Pituitary adenylate cyclase-activating polypeptide receptor expression in sympathetic ganglia innervating adipose tissue

Abstract

Obesity is a disease that occurs when energy intake exceeds energy expenditure, concomitantly increasing risk of chronic diseases, including metabolic diseases such as diabetes. Research into therapeutics to correct dysregulations in energy balance is on the rise, and one notable neuropeptide being studied is pituitary adenylate cyclase-activating polypeptide (PACAP).

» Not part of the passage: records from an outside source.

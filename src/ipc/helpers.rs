use crate::board::{Board, BoardError, BoardView};
use crate::ipc::error::err;
use crate::ipc::types::{AppState, Request};

/// Every method past `board.open` needs an open board; callers get a ready
/// error envelope when there is none.
pub fn board_mut<'a>(
    state: &'a mut AppState,
    req: &Request,
) -> Result<&'a mut Board, serde_json::Value> {
    match state.board.as_mut() {
        Some(board) => Ok(board),
        None => Err(err(&req.id, "no_board", "open a board first", None)),
    }
}

pub fn board_err(id: &str, e: BoardError) -> serde_json::Value {
    err(id, e.code, e.message, None)
}

pub fn view_json(view: &BoardView) -> serde_json::Value {
    serde_json::to_value(view).unwrap_or_else(|_| serde_json::json!({}))
}
use std::sync::Arc;

use serde::Serialize;

use super::PipelineError;
use crate::application::ports::AudioStore;
use crate::domain::AudioFileEntry;

#[derive(Debug, Clone, PartialEq, Serialize)]
pub struct AudioListing {
    pub files: Vec<AudioFileEntry>,
    pub count: usize,
}

/// Read-only listing of uploaded recordings for the upload UI.
pub struct AudioCatalog {
    store: Arc<dyn AudioStore>,
    default_bucket: Option<String>,
    default_prefix: String,
}

impl AudioCatalog {
    pub fn new(
        store: Arc<dyn AudioStore>,
        default_bucket: Option<String>,
        default_prefix: impl Into<String>,
    ) -> Self {
        Self {
            store,
            default_bucket,
            default_prefix: default_prefix.into(),
        }
    }

    pub async fn list(
        &self,
        bucket: Option<&str>,
        prefix: Option<&str>,
    ) -> Result<AudioListing, PipelineError> {
        let bucket = bucket
            .filter(|b| !b.trim().is_empty())
            .or(self.default_bucket.as_deref())
            .ok_or_else(|| PipelineError::MissingParameter(vec!["bucket"]))?;
        let prefix = prefix.unwrap_or(self.default_prefix.as_str());

        let objects = self
            .store
            .list(bucket, prefix)
            .await
            .map_err(PipelineError::Storage)?;

        let mut files: Vec<AudioFileEntry> = objects
            .into_iter()
            .filter(|o| AudioFileEntry::is_audio_key(&o.key, prefix))
            .map(|o| AudioFileEntry::new(&o.key, prefix, o.size, o.last_modified))
            .collect();
        files.sort_by(|a, b| a.key.cmp(&b.key));

        tracing::debug!(bucket = %bucket, prefix = %prefix, count = files.len(), "Listed audio files");

        let count = files.len();
        Ok(AudioListing { files, count })
    }
}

PACAP has been shown to regulate thermogenesis, an energy burning process regulated by the sympathetic nervous system (SNS) in response to cold stress and overfeeding, but its role within the sympathetic nerves innervating and regulating energy metabolism in adipose tissues is not well understood. We hypothesize that PACAP is acting on PACAP receptors (PAC1, VPAC1, VPAC2) expressed in stellate ganglia innervating brown adipose tissue, the main thermogenic organ in mammals. We have established a reliable protocol for the isolation of two ganglia of the SNS (stellate and superior cervical) and provided recommendations of reference genes to use as internal controls for gene expression studies. For the first time, we confirmed PACAP receptor gene expression in the stellate ganglia, and saw sex-specific, differential gene expression based on housing temperature. We subsequently analyzed the expression of PAC1 splice variants in the stellate ganglia and our positive control tissues (adrenal gland and superior cervical ganglia), identifying at least two variants in these SNS tissues. This work adds to current literature on the study of thermogenesis and energy balance, and encourages future work characterizing G-protein coupled receptors (GPCRs) for their therapeutic application, enhancing our fundamental understanding of autonomic physiology in mammals.